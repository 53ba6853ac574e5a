use std::fs;
use std::path::{Path, PathBuf};
use std::time::{SystemTime, UNIX_EPOCH};

use rusqlite::{params, Connection};
use walkdir::{DirEntry, WalkDir};

const SCHEMA: &str = "CREATE TABLE IF NOT EXISTS file (
    path TEXT PRIMARY KEY,
    name TEXT NOT NULL,
    modified INTEGER NOT NULL,
    created INTEGER NOT NULL,
    tags TEXT
)";

const NOTE_EXTENSION: &str = "md";

#[derive(Debug, thiserror::Error)]
pub enum IndexError {
    #[error("io error: {0}")]
    Io(#[from] std::io::Error),
    #[error("store error: {0}")]
    Store(#[from] rusqlite::Error),
    #[error("walk error: {0}")]
    Walk(#[from] walkdir::Error),
    #[error("notes folder is not a directory: {0}")]
    NotADirectory(PathBuf),
}

#[derive(Debug, Clone, PartialEq, Eq)]
pub struct IndexedFile {
    pub path: String,
    pub name: String,
    pub modified: i64,
    pub created: i64,
    pub tags: Vec<String>,
}

pub fn open(db_path: &Path) -> Result<Connection, IndexError> {
    if let Some(parent) = db_path.parent() {
        fs::create_dir_all(parent)?;
    }
    let conn = Connection::open(db_path)?;
    conn.execute(SCHEMA, [])?;
    Ok(conn)
}

pub fn open_memory() -> Result<Connection, rusqlite::Error> {
    let conn = Connection::open_in_memory()?;
    conn.execute(SCHEMA, [])?;
    Ok(conn)
}

/// Re-indexes every note under `root` into the database at `db_path`.
pub fn rebuild(root: &Path, db_path: &Path) -> Result<usize, IndexError> {
    let files = scan(root)?;
    let mut conn = open(db_path)?;
    replace_all(&mut conn, &files)?;
    tracing::info!(
        target: "recentpick::index",
        root = %root.display(),
        indexed = files.len(),
        "notes index rebuilt"
    );
    Ok(files.len())
}

pub fn scan(root: &Path) -> Result<Vec<IndexedFile>, IndexError> {
    if !root.is_dir() {
        return Err(IndexError::NotADirectory(root.to_path_buf()));
    }

    let mut files = Vec::new();
    for entry in WalkDir::new(root)
        .follow_links(false)
        .into_iter()
        .filter_entry(|entry| !is_hidden(entry))
    {
        let entry = match entry {
            Ok(entry) => entry,
            Err(error) => {
                tracing::warn!(target: "recentpick::index", "skipping entry: {error}");
                continue;
            }
        };
        if !entry.file_type().is_file() || !has_note_extension(entry.path()) {
            continue;
        }
        match index_file(root, entry.path()) {
            Ok(file) => files.push(file),
            Err(error) => tracing::warn!(
                target: "recentpick::index",
                path = %entry.path().display(),
                "skipping note: {error}"
            ),
        }
    }

    files.sort_by(|a, b| a.path.cmp(&b.path));
    Ok(files)
}

pub fn replace_all(conn: &mut Connection, files: &[IndexedFile]) -> Result<(), rusqlite::Error> {
    let tx = conn.transaction()?;
    tx.execute("DELETE FROM file", [])?;
    {
        let mut stmt = tx.prepare(
            "INSERT INTO file (path, name, modified, created, tags) VALUES (?1, ?2, ?3, ?4, ?5)",
        )?;
        for file in files {
            let tags = (!file.tags.is_empty()).then(|| file.tags.join(", "));
            stmt.execute(params![file.path, file.name, file.modified, file.created, tags])?;
        }
    }
    tx.commit()
}

pub fn count(conn: &Connection) -> Result<usize, rusqlite::Error> {
    conn.query_row("SELECT COUNT(*) FROM file", [], |row| row.get::<_, i64>(0))
        .map(|count| count as usize)
}

fn index_file(root: &Path, path: &Path) -> Result<IndexedFile, IndexError> {
    let metadata = fs::metadata(path)?;
    let modified = metadata.modified().map(epoch_secs).unwrap_or(0);
    let created = metadata.created().map(epoch_secs).unwrap_or(modified);
    let content = fs::read_to_string(path).unwrap_or_default();

    let relative = path.strip_prefix(root).unwrap_or(path);
    let relative = relative
        .components()
        .map(|component| component.as_os_str().to_string_lossy())
        .collect::<Vec<_>>()
        .join("/");
    let name = path
        .file_stem()
        .map(|stem| stem.to_string_lossy().into_owned())
        .unwrap_or_else(|| relative.clone());

    Ok(IndexedFile {
        path: relative,
        name,
        modified,
        created,
        tags: extract_tags(&content),
    })
}

fn is_hidden(entry: &DirEntry) -> bool {
    entry.depth() > 0
        && entry
            .file_name()
            .to_str()
            .map(|name| name.starts_with('.'))
            .unwrap_or(false)
}

fn has_note_extension(path: &Path) -> bool {
    path.extension()
        .and_then(|ext| ext.to_str())
        .map(|ext| ext.eq_ignore_ascii_case(NOTE_EXTENSION))
        .unwrap_or(false)
}

fn epoch_secs(time: SystemTime) -> i64 {
    time.duration_since(UNIX_EPOCH)
        .map(|d| d.as_secs() as i64)
        .unwrap_or(0)
}

/// Tags from YAML front matter (`tags:` inline or as a list) and `#tag` tokens in the body.
pub fn extract_tags(content: &str) -> Vec<String> {
    let (front_matter, body) = split_front_matter(content);
    let mut tags = Vec::new();

    if let Some(front_matter) = front_matter {
        let mut in_tag_list = false;
        for line in front_matter.lines() {
            let trimmed = line.trim();
            if let Some(rest) = trimmed.strip_prefix("tags:") {
                let inline = rest.trim().trim_start_matches('[').trim_end_matches(']');
                for tag in inline.split(',') {
                    push_tag(&mut tags, tag);
                }
                in_tag_list = inline.trim().is_empty();
                continue;
            }
            match trimmed.strip_prefix("- ") {
                Some(item) if in_tag_list => push_tag(&mut tags, item),
                _ => in_tag_list = false,
            }
        }
    }

    for token in body.split_whitespace() {
        let Some(rest) = token.strip_prefix('#') else {
            continue;
        };
        let tag: String = rest
            .chars()
            .take_while(|c| c.is_alphanumeric() || matches!(c, '-' | '_' | '/'))
            .collect();
        if !tag.chars().all(|c| c.is_ascii_digit()) {
            push_tag(&mut tags, &tag);
        }
    }

    tags
}

fn push_tag(tags: &mut Vec<String>, raw: &str) {
    let tag = raw.trim().trim_matches(|c| c == '"' || c == '\'').trim_start_matches('#');
    if !tag.is_empty() && !tags.iter().any(|existing| existing == tag) {
        tags.push(tag.to_string());
    }
}

fn split_front_matter(content: &str) -> (Option<&str>, &str) {
    let Some(rest) = content
        .strip_prefix("---\n")
        .or_else(|| content.strip_prefix("---\r\n"))
    else {
        return (None, content);
    };
    match rest.find("\n---") {
        Some(end) => {
            let after = &rest[end + 4..];
            let body = after.split_once('\n').map(|(_, body)| body).unwrap_or("");
            (Some(&rest[..end]), body)
        }
        None => (None, content),
    }
}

****************************************

:: Problem ::
Please output only the lines from the first line of the entries through the line with "modified INTEGER NOT", both included, exactly as written.

:: Reply ::
repository 53ba6853ac574e5a
use std::fs;
use std::path::{Path, PathBuf};
use std::time::{SystemTime, UNIX_EPOCH};

use rusqlite::{params, Connection};
use walkdir::{DirEntry, WalkDir};

const SCHEMA: &str = "CREATE TABLE IF NOT EXISTS file (
    path TEXT PRIMARY KEY,
    name TEXT NOT NULL,
    modified INTEGER NOT NULL,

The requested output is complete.